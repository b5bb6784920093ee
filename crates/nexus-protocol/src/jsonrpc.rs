//! JSON-RPC 2.0 message envelopes.
//!
//! Every MCP frame is one of three envelope shapes: a request (method and
//! id), a notification (method, no id), or a response (id plus exactly one
//! of `result` or `error`). [`JsonRpcMessage`] is the untagged union used to
//! classify inbound frames.

use serde::{Deserialize, Deserializer, Serialize, Serializer};
use serde_json::Value;
use std::fmt;

use crate::error::ErrorCode;

/// JSON-RPC version constant
pub const JSONRPC_VERSION: &str = "2.0";

/// JSON-RPC version marker. Serializes as the literal `"2.0"` and refuses
/// anything else on the way in.
#[derive(Debug, Clone, Default, PartialEq, Eq)]
pub struct JsonRpcVersion;

impl Serialize for JsonRpcVersion {
    fn serialize<S>(&self, serializer: S) -> Result<S::Ok, S::Error>
    where
        S: Serializer,
    {
        serializer.serialize_str(JSONRPC_VERSION)
    }
}

impl<'de> Deserialize<'de> for JsonRpcVersion {
    fn deserialize<D>(deserializer: D) -> Result<Self, D::Error>
    where
        D: Deserializer<'de>,
    {
        let version = String::deserialize(deserializer)?;
        if version == JSONRPC_VERSION {
            Ok(JsonRpcVersion)
        } else {
            Err(serde::de::Error::custom(format!(
                "Invalid JSON-RPC version: expected '{JSONRPC_VERSION}', got '{version}'"
            )))
        }
    }
}

/// Request identifier. The hub issues string (UUID) ids; peers may use
/// integers, which are preserved verbatim for correlation.
#[derive(Debug, Clone, PartialEq, Eq, Hash, Serialize, Deserialize)]
#[serde(untagged)]
pub enum RequestId {
    /// String identifier
    String(String),
    /// Integer identifier
    Number(i64),
}

impl RequestId {
    /// Generate a fresh string id from a v4 UUID
    #[must_use]
    pub fn generate() -> Self {
        Self::String(uuid::Uuid::new_v4().to_string())
    }
}

impl fmt::Display for RequestId {
    fn fmt(&self, f: &mut fmt::Formatter<'_>) -> fmt::Result {
        match self {
            Self::String(s) => write!(f, "{s}"),
            Self::Number(n) => write!(f, "{n}"),
        }
    }
}

impl From<&str> for RequestId {
    fn from(value: &str) -> Self {
        Self::String(value.to_string())
    }
}

impl From<String> for RequestId {
    fn from(value: String) -> Self {
        Self::String(value)
    }
}

impl From<i64> for RequestId {
    fn from(value: i64) -> Self {
        Self::Number(value)
    }
}

/// JSON-RPC request message
#[derive(Debug, Clone, Serialize, Deserialize)]
pub struct JsonRpcRequest {
    /// JSON-RPC version
    pub jsonrpc: JsonRpcVersion,
    /// Request method name
    pub method: String,
    /// Request parameters
    #[serde(skip_serializing_if = "Option::is_none")]
    pub params: Option<Value>,
    /// Request identifier
    pub id: RequestId,
}

impl JsonRpcRequest {
    /// Create a new request
    pub fn new(method: impl Into<String>, params: Option<Value>, id: RequestId) -> Self {
        Self {
            jsonrpc: JsonRpcVersion,
            method: method.into(),
            params,
            id,
        }
    }
}

/// JSON-RPC notification message (no response expected)
#[derive(Debug, Clone, Serialize, Deserialize)]
pub struct JsonRpcNotification {
    /// JSON-RPC version
    pub jsonrpc: JsonRpcVersion,
    /// Notification method name
    pub method: String,
    /// Notification parameters
    #[serde(skip_serializing_if = "Option::is_none")]
    pub params: Option<Value>,
}

impl JsonRpcNotification {
    /// Create a new notification
    pub fn new(method: impl Into<String>, params: Option<Value>) -> Self {
        Self {
            jsonrpc: JsonRpcVersion,
            method: method.into(),
            params,
        }
    }
}

/// JSON-RPC error object
#[derive(Debug, Clone, PartialEq, Eq, Serialize, Deserialize)]
pub struct JsonRpcError {
    /// Error code
    pub code: i32,
    /// Error message
    pub message: String,
    /// Additional error data
    #[serde(skip_serializing_if = "Option::is_none")]
    pub data: Option<Value>,
}

impl JsonRpcError {
    /// Create an error object from a code and message
    pub fn new(code: ErrorCode, message: impl Into<String>) -> Self {
        Self {
            code: code.code(),
            message: message.into(),
            data: None,
        }
    }
}

impl fmt::Display for JsonRpcError {
    fn fmt(&self, f: &mut fmt::Formatter<'_>) -> fmt::Result {
        write!(f, "{} (code: {})", self.message, self.code)
    }
}

/// Response payload - mutual exclusion of result and error is encoded in
/// the type rather than checked at runtime.
#[derive(Debug, Clone, Serialize, Deserialize)]
#[serde(untagged)]
pub enum JsonRpcResponsePayload {
    /// Error response. Listed first so that untagged deserialization does
    /// not swallow an `error` member into a `result` catch-all.
    Error {
        /// Response error
        error: JsonRpcError,
    },
    /// Successful response
    Success {
        /// Response result
        result: Value,
    },
}

/// Response id: null only for parse/invalid-request errors where the
/// offending frame had no usable id.
#[derive(Debug, Clone, PartialEq, Eq, Serialize, Deserialize)]
#[serde(transparent)]
pub struct ResponseId(pub Option<RequestId>);

impl ResponseId {
    /// Response id echoing a request
    #[must_use]
    pub fn from_request(id: RequestId) -> Self {
        Self(Some(id))
    }

    /// Null id for parse errors
    #[must_use]
    pub fn null() -> Self {
        Self(None)
    }

    /// The echoed request id, if any
    #[must_use]
    pub fn as_request_id(&self) -> Option<&RequestId> {
        self.0.as_ref()
    }
}

/// JSON-RPC response message
#[derive(Debug, Clone, Serialize, Deserialize)]
pub struct JsonRpcResponse {
    /// JSON-RPC version
    pub jsonrpc: JsonRpcVersion,
    /// Result or error
    #[serde(flatten)]
    pub payload: JsonRpcResponsePayload,
    /// Echoed request identifier
    pub id: ResponseId,
}

impl JsonRpcResponse {
    /// Create a successful response
    #[must_use]
    pub fn success(result: Value, id: RequestId) -> Self {
        Self {
            jsonrpc: JsonRpcVersion,
            payload: JsonRpcResponsePayload::Success { result },
            id: ResponseId::from_request(id),
        }
    }

    /// Create an error response echoing a request id
    #[must_use]
    pub fn error_response(error: JsonRpcError, id: RequestId) -> Self {
        Self {
            jsonrpc: JsonRpcVersion,
            payload: JsonRpcResponsePayload::Error { error },
            id: ResponseId::from_request(id),
        }
    }

    /// Create an error response with a null id (parse / invalid frame)
    #[must_use]
    pub fn error_null_id(error: JsonRpcError) -> Self {
        Self {
            jsonrpc: JsonRpcVersion,
            payload: JsonRpcResponsePayload::Error { error },
            id: ResponseId::null(),
        }
    }

    /// The result, if this is a success response
    #[must_use]
    pub fn result(&self) -> Option<&Value> {
        match &self.payload {
            JsonRpcResponsePayload::Success { result } => Some(result),
            JsonRpcResponsePayload::Error { .. } => None,
        }
    }

    /// The error, if this is an error response
    #[must_use]
    pub fn error(&self) -> Option<&JsonRpcError> {
        match &self.payload {
            JsonRpcResponsePayload::Error { error } => Some(error),
            JsonRpcResponsePayload::Success { .. } => None,
        }
    }

    /// Split into the completion result the pending table hands to waiters
    #[must_use]
    pub fn into_outcome(self) -> Result<Value, JsonRpcError> {
        match self.payload {
            JsonRpcResponsePayload::Success { result } => Ok(result),
            JsonRpcResponsePayload::Error { error } => Err(error),
        }
    }
}

/// Untagged union of the three envelope shapes, used to classify inbound
/// frames. Responses are tried before requests so that a frame carrying
/// both `id` and `result` is never misread.
#[derive(Debug, Clone, Serialize, Deserialize)]
#[serde(untagged)]
pub enum JsonRpcMessage {
    /// Response message
    Response(JsonRpcResponse),
    /// Request message
    Request(JsonRpcRequest),
    /// Notification message
    Notification(JsonRpcNotification),
}
impl ProtocolEngine {
    /// Create an engine bound to a transport and install it as the
    /// transport's frame handler. The handler holds a weak reference so
    /// dropping the engine does not leak through the transport.
    pub fn bind(transport: Arc<dyn Transport>) -> Arc<Self> {
        let engine = Arc::new(Self {
            transport: transport.clone(),
            request_handlers: StdMutex::new(HashMap::new()),
            notification_handlers: StdMutex::new(HashMap::new()),
            request_fallback: StdMutex::new(None),
            notification_fallback: StdMutex::new(None),
            pending: StdMutex::new(HashMap::new()),
        });

        let weak: Weak<Self> = Arc::downgrade(&engine);
        transport.set_handler(Arc::new(move |frame: Bytes| {
            let weak = weak.clone();
            Box::pin(async move {
                match weak.upgrade() {
                    Some(engine) => engine.handle_frame(&frame).await,
                    None => None,
                }
            })
        }));

        engine
    }

    /// The transport this engine speaks through.
    #[must_use]
    pub fn transport(&self) -> &Arc<dyn Transport> {
        &self.transport
    }

    /// Register a request handler for a method.
    pub fn on_request(&self, method: impl Into<String>, handler: RequestHandler) {
        let method = method.into();
        trace!("Registered request handler for method: {method}");
        self.request_handlers
            .lock()
            .expect("handler mutex poisoned")
            .insert(method, handler);
    }

    /// Register a notification handler for a method.
    pub fn on_notification(&self, method: impl Into<String>, handler: NotificationHandler) {
        let method = method.into();
        trace!("Registered notification handler for method: {method}");
        self.notification_handlers
            .lock()
            .expect("handler mutex poisoned")
            .insert(method, handler);
    }

    /// Install the request fallback consulted when no handler matches.
    pub fn set_request_fallback(&self, fallback: RequestFallback) {
        *self
            .request_fallback
            .lock()
            .expect("fallback mutex poisoned") = Some(fallback);
    }

    /// Install the notification fallback consulted when no handler matches.
    pub fn set_notification_fallback(&self, fallback: NotificationFallback) {
        *self
            .notification_fallback
            .lock()
            .expect("fallback mutex poisoned") = Some(fallback);
    }

    /// Number of outstanding requests.
    #[must_use]
    pub fn pending_count(&self) -> usize {
        self.pending.lock().expect("pending mutex poisoned").len()
    }

    /// Classify and dispatch one inbound frame, returning the frame to send
    /// back, if any.
    pub async fn handle_frame(&self, frame: &[u8]) -> Option<String> {
        let raw: Value = match serde_json::from_slice(frame) {
            Ok(value) => value,
            Err(parse_error) => {
                error!("Inbound frame is not valid JSON: {parse_error}");
                return Some(encode_response(&JsonRpcResponse::error_null_id(
                    JsonRpcError::new(ErrorCode::ParseError, format!("Invalid JSON: {parse_error}")),
                )));
            }
        };

        let message: JsonRpcMessage = match serde_json::from_value(raw.clone()) {
            Ok(message) => message,
            Err(_) => {
                error!("Inbound frame is not a JSON-RPC envelope: {raw}");
                return Some(encode_response(&JsonRpcResponse::error_null_id(
                    JsonRpcError::new(ErrorCode::InvalidRequest, "Invalid message format"),
                )));
            }
        };

        match message {
            JsonRpcMessage::Request(request) => Some(self.dispatch_request(request, raw).await),
            JsonRpcMessage::Notification(notification) => {
                self.dispatch_notification(notification, raw).await;
                None
            }
            JsonRpcMessage::Response(response) => {
                self.complete_pending(response);
                None
            }
        }
    }

    async fn dispatch_request(&self, request: JsonRpcRequest, raw: Value) -> String {
        trace!("Dispatching request: method={}, id={}", request.method, request.id);

        let handler = self
            .request_handlers
            .lock()
            .expect("handler mutex poisoned")
            .get(&request.method)
            .cloned();

        if let Some(handler) = handler {
            let response = match handler(request.params.clone()).await {
                Ok(result) => JsonRpcResponse::success(result, request.id),
                Err(handler_error) => {
                    debug!("Handler for {} failed: {handler_error}", request.method);
                    JsonRpcResponse::error_response(handler_error.to_json_rpc(), request.id)
                }
            };
            return encode_response(&response);
        }

        let fallback = self
            .request_fallback
            .lock()
            .expect("fallback mutex poisoned")
            .clone();

        if let Some(fallback) = fallback {
            return match fallback(raw).await {
                Ok(Some(envelope)) => encode_value(&envelope),
                Ok(None) => encode_response(&JsonRpcResponse::error_response(
                    JsonRpcError::new(
                        ErrorCode::MethodNotFound,
                        format!("Method not found: {}", request.method),
                    ),
                    request.id,
                )),
                Err(fallback_error) => {
                    error!("Request fallback for {} failed: {fallback_error}", request.method);
                    encode_response(&JsonRpcResponse::error_response(
                        fallback_error.to_json_rpc(),
                        request.id,
                    ))
                }
            };
        }

        warn!("No handler for method: {}", request.method);
        encode_response(&JsonRpcResponse::error_response(
            JsonRpcError::new(
                ErrorCode::MethodNotFound,
                format!("Method not found: {}", request.method),
            ),
            request.id,
        ))
    }

    async fn dispatch_notification(&self, notification: JsonRpcNotification, raw: Value) {
        trace!("Dispatching notification: method={}", notification.method);

        let handler = self
            .notification_handlers
            .lock()
            .expect("handler mutex poisoned")
            .get(&notification.method)
            .cloned();

        if let Some(handler) = handler {
            handler(notification.params.clone()).await;
            return;
        }

        let fallback = self
            .notification_fallback
            .lock()
            .expect("fallback mutex poisoned")
            .clone();

        if let Some(fallback) = fallback {
            fallback(raw).await;
            return;
        }

        debug!("No handler for notification method: {}", notification.method);
    }

    fn complete_pending(&self, response: JsonRpcResponse) {
        let Some(id) = response.id.as_request_id().cloned() else {
            warn!("Received response with null id (parse error at peer)");
            return;
        };

        let sender = self
            .pending
            .lock()
            .expect("pending mutex poisoned")
            .remove(&id);

        match sender {
            Some(sender) => {
                trace!("Completing pending request: {id}");
                // The waiter may have been abandoned; that is not an error.
                let _ = sender.send(response);
            }
            None => {
                warn!("Received response for unknown request id: {id}");
            }
        }
    }

    fn register_pending(&self, id: RequestId) -> oneshot::Receiver<JsonRpcResponse> {
        let (tx, rx) = oneshot::channel();
        self.pending
            .lock()
            .expect("pending mutex poisoned")
            .insert(id, tx);
        rx
    }

    fn discard_pending(&self, id: &RequestId) {
        self.pending
            .lock()
            .expect("pending mutex poisoned")
            .remove(id);
    }

    /// Send a request and await the peer's result.
    pub async fn send_request(
        &self,
        method: &str,
        params: Option<Value>,
    ) -> ProtocolResult<Value> {
        let id = RequestId::generate();
        let request = JsonRpcRequest::new(method, params, id.clone());
        let frame = serde_json::to_string(&request)
            .map_err(|serialize_error| ProtocolError::Internal(serialize_error.to_string()))?;

        let receiver = self.register_pending(id.clone());
        if let Err(send_error) = self.transport.send(Bytes::from(frame)).await {
            self.discard_pending(&id);
            return Err(ProtocolError::ConnectionClosed(send_error.to_string()));
        }

        let response = receiver
            .await
            .map_err(|_| ProtocolError::ConnectionClosed("engine dropped".to_string()))?;
        response.into_outcome().map_err(ProtocolError::Rpc)
    }

    /// Send a notification; fire-and-forget.
    pub async fn send_notification(
        &self,
        method: &str,
        params: Option<Value>,
    ) -> ProtocolResult<()> {
        let notification = JsonRpcNotification::new(method, params);
        let frame = serde_json::to_string(&notification)
            .map_err(|serialize_error| ProtocolError::Internal(serialize_error.to_string()))?;
        self.transport
            .send(Bytes::from(frame))
            .await
            .map_err(|send_error| ProtocolError::ConnectionClosed(send_error.to_string()))
    }

    /// Forward a request envelope verbatim, correlating on its own id, and
    /// return the peer's full response envelope.
    pub async fn forward_request(&self, envelope: Value) -> ProtocolResult<Value> {
        let id: RequestId = envelope
            .get("id")
            .cloned()
            .and_then(|id| serde_json::from_value(id).ok())
            .ok_or_else(|| {
                ProtocolError::InvalidRequest("Forwarded request has no usable id".to_string())
            })?;

        let frame = serde_json::to_string(&envelope)
            .map_err(|serialize_error| ProtocolError::Internal(serialize_error.to_string()))?;

        let receiver = self.register_pending(id.clone());
        if let Err(send_error) = self.transport.send(Bytes::from(frame)).await {
            self.discard_pending(&id);
            return Err(ProtocolError::ConnectionClosed(send_error.to_string()));
        }

        let response = receiver
            .await
            .map_err(|_| ProtocolError::ConnectionClosed("engine dropped".to_string()))?;
        serde_json::to_value(&response)
            .map_err(|serialize_error| ProtocolError::Internal(serialize_error.to_string()))
    }

    /// Forward a notification envelope verbatim.
    pub async fn forward_notification(&self, envelope: Value) -> ProtocolResult<()> {
        let frame = serde_json::to_string(&envelope)
            .map_err(|serialize_error| ProtocolError::Internal(serialize_error.to_string()))?;
        self.transport
            .send(Bytes::from(frame))
            .await
            .map_err(|send_error| ProtocolError::ConnectionClosed(send_error.to_string()))
    }

    /// Fail every outstanding request with a connection error. Called when
    /// the connection closes underneath the engine.
    pub fn fail_pending(&self, reason: &str) {
        let drained: Vec<(RequestId, oneshot::Sender<JsonRpcResponse>)> = self
            .pending
            .lock()
            .expect("pending mutex poisoned")
            .drain()
            .collect();

        if !drained.is_empty() {
            warn!("Failing {} pending request(s): {reason}", drained.len());
        }

        for (id, sender) in drained {
            let _ = sender.send(JsonRpcResponse::error_response(
                JsonRpcError::new(ErrorCode::ProtocolError, format!("Connection lost: {reason}")),
                id,
            ));
        }
    }
}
——————
> _Problem requirements_
Needed here are the exact lines from the start of the material through the line that contains "use std::fmt;", and no others.

> _Expected answer_
repository b5bb6784920093ee
filename crates/nexus-protocol/src/jsonrpc.rs
//! JSON-RPC 2.0 message envelopes.
//!
//! Every MCP frame is one of three envelope shapes: a request (method and
//! id), a notification (method, no id), or a response (id plus exactly one
//! of `result` or `error`). [`JsonRpcMessage`] is the untagged union used to
//! classify inbound frames.

use serde::{Deserialize, Deserializer, Serialize, Serializer};
use serde_json::Value;
use std::fmt;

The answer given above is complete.